Hispania Baetica, often abbreviated Baetica, was one of three Roman provinces in Hispania (the Iberian Peninsula). Baetica was bordered to the west by Lusitania, and to the northeast by Hispania Tarraconensis.  Baetica remained one of the basic divisions of Hispania under the Visigoths down to 711. Baetica was part of Al-Andalus under the Arabs in the 8th century and approximately corresponds to modern Andalusia.

Name 
In Latin,  is an adjectival form of , the Roman name for the Guadalquivir River, whose fertile valley formed one of the most important parts of the province.

History 
Before Romanization, the mountainous area that was to become Baetica was occupied by several settled Iberian tribal groups. Celtic influence was not as strong as it was in the Celtiberian north. According to the geographer Claudius Ptolemy, the indigenes were the powerful Turdetani, in the valley of the Guadalquivir in the west, bordering on Lusitania, and the partly Hellenized Turduli with their city Baelo, in the hinterland behind the coastal Phoenician trading colonies, whose Punic inhabitants Ptolemy termed the "Bastuli". Phoenician Gadira (Cadiz) was on an island against the coast of Hispania Baetica. Other important Iberians were the Bastetani, who occupied the Almería and mountainous Granada regions.  Towards the southeast, Punic influence spread from the Carthaginian cities on the coast: New Carthage (Roman Cartago Nova, modern Cartagena), Abdera and Malaca (Málaga).

Some of the Iberian cities retained their pre-Indo-European names in Baetica throughout the Roman era. Granada was called Eliberri, Illiberis and Illiber by the Romans; in Basque, "iri-berri" or "ili-berri", still signifies "new town".

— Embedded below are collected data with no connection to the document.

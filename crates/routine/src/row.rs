// SPDX-License-Identifier: AGPL-3.0-or-later
// Copyright (c) 2025 ReifyDB

use std::fmt::Debug;

use tessera_type::{Result, Type, Value};

use crate::error::RoutineError;

/// Positional access to the values of one input row.
pub trait Row {
	fn len(&self) -> usize;

	fn get(&self, index: usize) -> Option<&Value>;

	fn is_empty(&self) -> bool {
		self.len() == 0
	}
}

impl Row for [Value] {
	fn len(&self) -> usize {
		<[Value]>::len(self)
	}

	fn get(&self, index: usize) -> Option<&Value> {
		<[Value]>::get(self, index)
	}
}

impl Row for Vec<Value> {
	fn len(&self) -> usize {
		Vec::len(self)
	}

	fn get(&self, index: usize) -> Option<&Value> {
		self.as_slice().get(index)
	}
}

impl<T: Row + ?Sized> Row for &T {
	fn len(&self) -> usize {
		(**self).len()
	}

	fn get(&self, index: usize) -> Option<&Value> {
		(**self).get(index)
	}
}

/// Pre-wired expression evaluated against a single row.
pub trait CollectExpression: Send + Sync + Debug {
	fn value_type(&self) -> Type;

	fn collect(&self, row: &dyn Row) -> Result<Value>;
}

/// Reads the value at a fixed column of the row.
#[derive(Debug, Clone, PartialEq)]
pub struct InputColumn {
	pub index: usize,
	pub value_type: Type,
}

impl InputColumn {
	pub fn new(index: usize, value_type: Type) -> Self {
		Self {
			index,
			value_type,
		}
	}
}

impl CollectExpression for InputColumn {
	fn value_type(&self) -> Type {
		self.value_type.clone()
	}

	fn collect(&self, row: &dyn Row) -> Result<Value> {
		match row.get(self.index) {
			Some(value) => Ok(value.clone()),
			None => Err(RoutineError::ColumnOutOfRange {
				index: self.index,
				len: row.len(),
			}
			.into()),
		}
	}
}

/// Yields the same value for every row.
#[derive(Debug, Clone, PartialEq)]
pub struct Literal(pub Value);

impl CollectExpression for Literal {
	fn value_type(&self) -> Type {
		self.0.get_type()
	}

	fn collect(&self, _row: &dyn Row) -> Result<Value> {
		Ok(self.0.clone())
	}
}
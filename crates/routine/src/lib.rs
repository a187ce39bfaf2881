// SPDX-License-Identifier: AGPL-3.0-or-later
// Copyright (c) 2025 ReifyDB

#![cfg_attr(not(debug_assertions), deny(warnings))]

use once_cell::sync::Lazy;

pub mod error;
mod ident;
mod params;
mod registry;
mod resolver;
mod row;
pub mod window;

pub use error::RoutineError;
pub use ident::{FunctionIdent, FunctionInfo, FunctionKind};
pub use params::{FuncParams, Param};
pub use registry::{Functions, FunctionsBuilder};
pub use resolver::{BaseResolver, FunctionImplementation, FunctionResolver};
pub use row::{CollectExpression, InputColumn, Literal, Row};
pub use window::{WindowFrameState, WindowFunction};

static BUILTIN: Lazy<Functions> = Lazy::new(|| build_builtin(window::register));

/// Panics when registration fails instead of returning a partial registry.
fn build_builtin(register: impl FnOnce(&mut FunctionsBuilder) -> tessera_type::Result<()>) -> Functions {
	let mut builder = Functions::builder();
	if let Err(err) = register(&mut builder) {
		tracing::error!("failed to register built-in window functions: {}", err);
		panic!("failed to register built-in window functions: {}", err);
	}
	builder.build()
}

/// Process-wide registry holding the built-in functions.
pub fn builtin() -> &'static Functions {
	&BUILTIN
}

#[cfg(test)]
mod tests {
	use super::*;

	#[test]
	fn test_builtin_registers_window_functions() {
		let names = builtin().names();
		for name in [
			"avg",
			"count",
			"first_value",
			"lag",
			"last_value",
			"lead",
			"max",
			"min",
			"nth_value",
			"row_number",
			"sum",
		] {
			assert!(names.contains(&name), "{} missing", name);
		}
	}

	#[test]
	#[should_panic(expected = "FUNCTION_010")]
	fn test_builtin_registration_failure_panics() {
		build_builtin(|builder| {
			window::register(builder)?;
			window::register(builder)
		});
	}

	#[test]
	fn test_register_twice_fails() {
		let mut builder = Functions::builder();
		window::register(&mut builder).unwrap();
		let err = window::register(&mut builder).err().unwrap();
		assert_eq!(err.code(), "FUNCTION_010");
	}
}
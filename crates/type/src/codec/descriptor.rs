// SPDX-License-Identifier: MIT
// Copyright (c) 2025 ReifyDB

//! Serialized form of a [`Type`], shipped alongside plans so that readers
//! rebuild the exact schema the writer used.

use indexmap::IndexMap;

use super::{capacity_hint, generic::MAX_DEPTH};
use crate::{
	Result, TypeError,
	stream::{BufferReader, BufferWriter},
	value::r#type::{ObjectType, Type},
	return_error,
};

pub fn write_type(out: &mut BufferWriter, ty: &Type) -> Result<()> {
	out.write_vint(ty.id() as u32);
	match ty {
		Type::Object(object) => match object.fields() {
			None => out.write_bool(false),
			Some(fields) => {
				out.write_bool(true);
				out.write_len(fields.len())?;
				for (name, child) in fields {
					out.write_str(name)?;
					write_type(out, child)?;
				}
			}
		},
		Type::Array(inner) => write_type(out, inner)?,
		_ => {}
	}
	Ok(())
}

pub fn read_type(input: &mut BufferReader<'_>) -> Result<Type> {
	read_nested(input, 0)
}

fn read_nested(input: &mut BufferReader<'_>, depth: usize) -> Result<Type> {
	if depth > MAX_DEPTH {
		return_error!(TypeError::Corrupt {
			reason: format!("types nested deeper than {}", MAX_DEPTH)
		});
	}

	let id = input.read_vint()?;
	let Ok(tag) = u8::try_from(id) else {
		return_error!(TypeError::UnknownTypeId {
			id
		});
	};
	let ty = match tag {
		Type::UNDEFINED_ID => Type::Undefined,
		Type::BOOLEAN_ID => Type::Boolean,
		Type::BYTE_ID => Type::Byte,
		Type::SHORT_ID => Type::Short,
		Type::INTEGER_ID => Type::Integer,
		Type::LONG_ID => Type::Long,
		Type::FLOAT_ID => Type::Float,
		Type::DOUBLE_ID => Type::Double,
		Type::TEXT_ID => Type::Text,
		Type::ARRAY_ID => Type::Array(Box::new(read_nested(input, depth + 1)?)),
		Type::OBJECT_ID => Type::Object(read_object(input, depth)?),
		_ => return_error!(TypeError::UnknownTypeId {
			id
		}),
	};
	Ok(ty)
}

fn read_object(input: &mut BufferReader<'_>, depth: usize) -> Result<ObjectType> {
	if !input.read_bool()? {
		return Ok(ObjectType::untyped());
	}
	let count = input.read_len()?;
	let mut fields = IndexMap::with_capacity(capacity_hint(count, input));
	for _ in 0..count {
		let name = input.read_string()?;
		let ty = read_nested(input, depth + 1)?;
		if fields.insert(name, ty).is_some() {
			return_error!(TypeError::Corrupt {
				reason: "object schema declares a field twice".to_string()
			});
		}
	}
	Ok(ObjectType::from_fields(fields))
}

The south of the Iberian peninsula was agriculturally rich, providing for export of wine, olive oil and the fermented fish sauce called garum that were staples of the Mediterranean diet, and its products formed part of the western Mediterranean trade economy even before it submitted to Rome in 206 BC. After the defeat of Carthage in the Second Punic War, which found its casus belli on the coast of Baetica at Saguntum, Hispania was significantly Romanized in the course of the 2nd century BC, following the uprising initiated by the Turdetani in 197. The central and north-eastern Celtiberians soon followed suit. It took Cato the Elder, who became consul in 195 BC and was given the command of the whole peninsula to put down the rebellion in the northeast and the lower Ebro valley. He then marched southwards and put down a revolt by the Turdetani. Cato returned to Rome in 194, leaving two praetors in charge of the two Iberian provinces. In the late Roman Republic, Hispania remained divided like Gaul into a "Nearer" and a "Farther" province, as experienced marching overland from Gaul: Hispania Citerior (the Ebro region), and Ulterior (the Guadalquivir region). The battles in Hispania during the 1st century BC were largely confined to the north.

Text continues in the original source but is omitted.